◆ DIRECTIONS FOR THIS TASK ◆
Give back exactly the first lines of the entries below, through the line with "use crate::registry::Row;".

(Dataset entries)

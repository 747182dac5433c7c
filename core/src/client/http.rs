//! HTTP client (spec §4.6, §4.7): stateless request/response calls against
//! a tablerpc HTTP server, threading the continuation token returned from
//! `/init` back through `/exchange` until the server signals completion by
//! omitting `stream_state` from its last batch.

use bytes::Bytes;
use http_body_util::{BodyExt, Full};
use hyper::body::Incoming;
use hyper::{Request, Response, Uri};
use hyper_util::client::legacy::connect::HttpConnector;
use hyper_util::client::legacy::Client as LegacyClient;
use hyper_util::rt::TokioExecutor;

use crate::codec::{build_request_batch, classify_batch, dispatch_log_or_error, schema_from_row, IncomingBatch};
use crate::constants::{CONTENT_TYPE_ARROW_STREAM, KEY_STREAM_STATE};
use crate::error::{Result, RpcError};
use crate::ipc::Schema;
use crate::registry::Row;
use crate::dispatch::{batch_to_row, row_to_values};

/// Tunables for an [`HttpClient`] that don't belong to the per-call codec
/// layer itself (mirrors [`crate::server::http::HttpServerConfig`] on the
/// server side): where the server lives and what path prefix it's mounted
/// under.
#[derive(Debug, Clone)]
pub struct HttpClientConfig {
    pub base_url: String,
    pub prefix: String,
}

impl HttpClientConfig {
    pub fn new(base_url: impl Into<String>) -> Self {
        HttpClientConfig { base_url: base_url.into(), prefix: String::new() }
    }
}

/// A stateless HTTP client for one tablerpc server. Cheap to clone: the
/// inner hyper client pools connections itself.
#[derive(Clone)]
pub struct HttpClient {
    inner: LegacyClient<HttpConnector, Full<Bytes>>,
    base_url: String,
    prefix: String,
}

impl HttpClient {
    pub fn new(base_url: impl Into<String>) -> Self {
        Self::with_config(HttpClientConfig::new(base_url))
    }

    pub fn with_config(config: HttpClientConfig) -> Self {
        HttpClient {
            inner: LegacyClient::builder(TokioExecutor::new()).build_http(),
            base_url: config.base_url,
            prefix: config.prefix,
        }
    }

    pub fn with_prefix(mut self, prefix: impl Into<String>) -> Self {
        self.prefix = prefix.into();
        self
    }

    fn uri_for(&self, path: &str) -> Result<Uri> {
        let full = format!("{}{}{}", self.base_url, self.prefix, path);
        full.parse()
            .map_err(|e| RpcError::protocol(format!("invalid URL {full:?}: {e}")))
    }

    async fn post(&self, path: &str, body: Vec<u8>) -> Result<Vec<u8>> {
        let request = Request::post(self.uri_for(path)?)
            .header(hyper::header::CONTENT_TYPE, CONTENT_TYPE_ARROW_STREAM)
            .body(Full::new(Bytes::from(body)))
            .map_err(|e| RpcError::protocol(format!("failed to build request: {e}")))?;

        let response: Response<Incoming> = self
            .inner
            .request(request)
            .await
            .map_err(|e| RpcError::Transport(std::io::Error::new(std::io::ErrorKind::Other, e)))?;

        if !response.status().is_success() {
            let status = response.status();
            let bytes = response
                .into_body()
                .collect()
                .await
                .map(|c| c.to_bytes())
                .unwrap_or_default();
            let message = String::from_utf8_lossy(&bytes).into_owned();
            return Err(RpcError::protocol(format!("server returned {status}: {message}")));
        }

        let bytes = response
            .into_body()
            .collect()
            .await
            .map_err(|e| RpcError::Transport(std::io::Error::new(std::io::ErrorKind::Other, e)))?
            .to_bytes();
        Ok(bytes.to_vec())
    }

    /// Call a unary method.
    pub async fn call_unary(
        &self,
        method: &str,
        params_schema: &Schema,
        result_schema: &Schema,
        params: Row,
        request_id: Option<&str>,
    ) -> Result<Row> {
        let values = row_to_values(params_schema, &params)?;
        let request = build_request_batch(params_schema, Some(values), method, request_id)?;
        let body = crate::ipc::write_stream(params_schema, &[request])?;
        let response_bytes = self.post(&format!("/{method}"), body).await?;
        let (_schema, batches) = crate::ipc::read_stream(&response_bytes)?;

        let mut row = None;
        for batch in &batches {
            if let Some(data) = dispatch_log_or_error(batch, |_l, _m, _e| {})? {
                row = Some(batch_to_row(data, result_schema)?);
            }
        }
        row.ok_or_else(|| RpcError::protocol("unary response stream carried no result batch"))
    }

    /// Fetch the server's method table.
    pub async fn describe(&self) -> Result<crate::ipc::Batch> {
        let bytes = self.post("/__describe__", Vec::new()).await?;
        let (_schema, mut batches) = crate::ipc::read_stream(&bytes)?;
        batches
            .pop()
            .ok_or_else(|| RpcError::protocol("describe response carries no batch"))
    }

    /// Start a producer/exchange invocation. `params_schema`/`params` shape
    /// the one-shot init request (e.g. `{factor}`); `round_input_schema` is
    /// `None` for a producer (no further input is ever sent) or
    /// `Some({value, ...})` for an exchange's per-round data rows — a
    /// separate schema from `params_schema` (spec §3). Returns the header
    /// row (if the method declares a header schema) and a [`StreamCall`]
    /// carrying whatever rows and continuation state `/init` produced.
    pub async fn open_stream(
        &self,
        method: &str,
        params_schema: &Schema,
        params: Row,
        round_input_schema: Option<&Schema>,
        result_schema: Schema,
        header_schema: Option<&Schema>,
        request_id: Option<&str>,
    ) -> Result<(Option<Row>, StreamCall)> {
        let values = row_to_values(params_schema, &params)?;
        let request = build_request_batch(params_schema, Some(values), method, request_id)?;
        let body = crate::ipc::write_stream(params_schema, &[request])?;
        let response_bytes = self.post(&format!("/{method}/init"), body).await?;

        self.parse_stream_response(
            method,
            result_schema,
            header_schema,
            round_input_schema.cloned(),
            &response_bytes,
        )
    }

    /// Continue a producer/exchange invocation with the continuation token
    /// and (for an exchange) the next input row.
    ///
    /// The first round that carries a row locks the session's input schema,
    /// inferring it from that row's keys and value kinds when the caller
    /// didn't already pin one down via `open_stream`'s `round_input_schema`
    /// (spec: the HTTP session "infers an input schema from the first row's
    /// keys"). Every later round's row is checked against that locked schema
    /// client-side, before anything is sent: a mismatch is a `ProtocolError`
    /// that never touches the wire (spec's exchange schema-lock invariant).
    pub async fn continue_stream(
        &self,
        call: &StreamCall,
        input: Option<Row>,
    ) -> Result<(Option<Row>, StreamCall)> {
        let token = call
            .continuation
            .clone()
            .ok_or_else(|| RpcError::protocol("stream already completed; no continuation token"))?;

        let locked_schema = match (&call.input_schema, &input) {
            (Some(locked), Some(row)) => {
                let inferred = schema_from_row(row);
                if &inferred != locked {
                    return Err(RpcError::protocol(format!(
                        "exchange input schema changed mid-session: locked to [{}], got [{}]",
                        locked.names().join(", "),
                        inferred.names().join(", "),
                    )));
                }
                locked.clone()
            }
            (None, Some(row)) => schema_from_row(row),
            (Some(locked), None) => locked.clone(),
            (None, None) => Schema::empty(),
        };
        let values = match &input {
            Some(row) => Some(row_to_values(&locked_schema, row)?),
            None => None,
        };
        let mut batch = crate::codec::build_request_batch(&locked_schema, values, &call.method, None)?;
        batch = batch.with_metadata(KEY_STREAM_STATE, token);
        let body = crate::ipc::write_stream(&locked_schema, &[batch])?;
        let response_bytes = self.post(&format!("/{}/exchange", call.method), body).await?;

        self.parse_stream_response(
            &call.method,
            call.result_schema.clone(),
            call.header_schema.as_ref(),
            Some(locked_schema),
            &response_bytes,
        )
    }

    fn parse_stream_response(
        &self,
        method: &str,
        result_schema: Schema,
        header_schema: Option<&Schema>,
        input_schema: Option<Schema>,
        response_bytes: &[u8],
    ) -> Result<(Option<Row>, StreamCall)> {
        let mut cursor = response_bytes;
        let mut header_row = None;

        if let Some(hschema) = header_schema {
            let (_schema, batches, consumed) = crate::ipc::read_stream_prefix(cursor)?;
            for batch in &batches {
                if let Some(data) = dispatch_log_or_error(batch, |_l, _m, _e| {})? {
                    header_row = Some(batch_to_row(data, hschema)?);
                }
            }
            cursor = &cursor[consumed..];
        }

        let (_schema, batches) = crate::ipc::read_stream(cursor)?;
        let mut rows = Vec::new();
        let mut continuation = None;
        let mut error = None;
        for batch in &batches {
            if let Some(token) = batch.metadata_get(KEY_STREAM_STATE) {
                continuation = Some(token.to_string());
                if batch.row_count() == 0 {
                    continue;
                }
            }
            // A terminal EXCEPTION batch arriving alongside rows or a
            // continuation token is deferred rather than raised here (spec
            // §7): the caller drains the rows this round already carries,
            // and the error surfaces once it asks to continue past them.
            match classify_batch(batch)? {
                IncomingBatch::Error(err) => error = Some(err),
                IncomingBatch::Data(data) => rows.push(batch_to_row(data, &result_schema)?),
                IncomingBatch::Log { .. } => {}
            }
        }
        if let Some(err) = error {
            // Neither data nor a continuation accompanied the error in this
            // round: nothing for the caller to drain first, so raise now
            // rather than defer (spec §7's "throws immediately otherwise").
            if rows.is_empty() && continuation.is_none() {
                return Err(err);
            }
            continuation = None;
            return Ok((
                header_row,
                StreamCall {
                    method: method.to_string(),
                    result_schema,
                    header_schema: header_schema.cloned(),
                    input_schema,
                    rows,
                    continuation,
                    error: Some(err),
                },
            ));
        }

        Ok((
            header_row,
            StreamCall {
                method: method.to_string(),
                result_schema,
                header_schema: header_schema.cloned(),
                input_schema,
                rows,
                continuation,
                error: None,
            },
        ))
    }
}

/// One round of a producer/exchange invocation: the rows the server sent
/// back, plus whatever is needed to ask for more (spec §4.6's continuation
/// token handshake). `continuation` is `None` once the server has nothing
/// further to send.
///
/// `error` carries a mid-stream handler error that arrived alongside `rows`
/// (spec §7): the caller is expected to consume `rows` first and only then
/// call [`StreamCall::take_error`] to observe the failure, mirroring how the
/// pipe transport's iterator surfaces a mid-stream error only once the rows
/// already in flight have been read.
pub struct StreamCall {
    method: String,
    result_schema: Schema,
    header_schema: Option<Schema>,
    input_schema: Option<Schema>,
    pub rows: Vec<Row>,
    continuation: Option<String>,
    error: Option<RpcError>,
}

impl StreamCall {
    /// Take the deferred mid-stream error, if one arrived alongside this
    /// round's rows. Callers should drain `rows` before checking this.
    pub fn take_error(&mut self) -> Option<RpcError> {
        self.error.take()
    }

    pub fn is_finished(&self) -> bool {
        self.continuation.is_none()
    }

    /// The raw continuation token, if the stream isn't finished. Exposed
    /// mainly for tests that need to exercise the server's handling of a
    /// tampered or otherwise malformed token.
    pub fn continuation_token(&self) -> Option<&str> {
        self.continuation.as_deref()
    }

    /// The exchange input schema locked in so far: `None` before any round
    /// has carried a row to infer it from, `Some` once either the caller
    /// supplied one to `open_stream` or [`HttpClient::continue_stream`]
    /// inferred one from a row.
    pub fn input_schema(&self) -> Option<&Schema> {
        self.input_schema.as_ref()
    }
}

◆ ANSWER SPACE ◆
repository 747182dac5433c7c
filename core/src/client/http.rs
//! HTTP client (spec §4.6, §4.7): stateless request/response calls against
//! a tablerpc HTTP server, threading the continuation token returned from
//! `/init` back through `/exchange` until the server signals completion by
//! omitting `stream_state` from its last batch.

use bytes::Bytes;
use http_body_util::{BodyExt, Full};
use hyper::body::Incoming;
use hyper::{Request, Response, Uri};
use hyper_util::client::legacy::connect::HttpConnector;
use hyper_util::client::legacy::Client as LegacyClient;
use hyper_util::rt::TokioExecutor;

use crate::codec::{build_request_batch, classify_batch, dispatch_log_or_error, schema_from_row, IncomingBatch};
use crate::constants::{CONTENT_TYPE_ARROW_STREAM, KEY_STREAM_STATE};
use crate::error::{Result, RpcError};
use crate::ipc::Schema;
use crate::registry::Row;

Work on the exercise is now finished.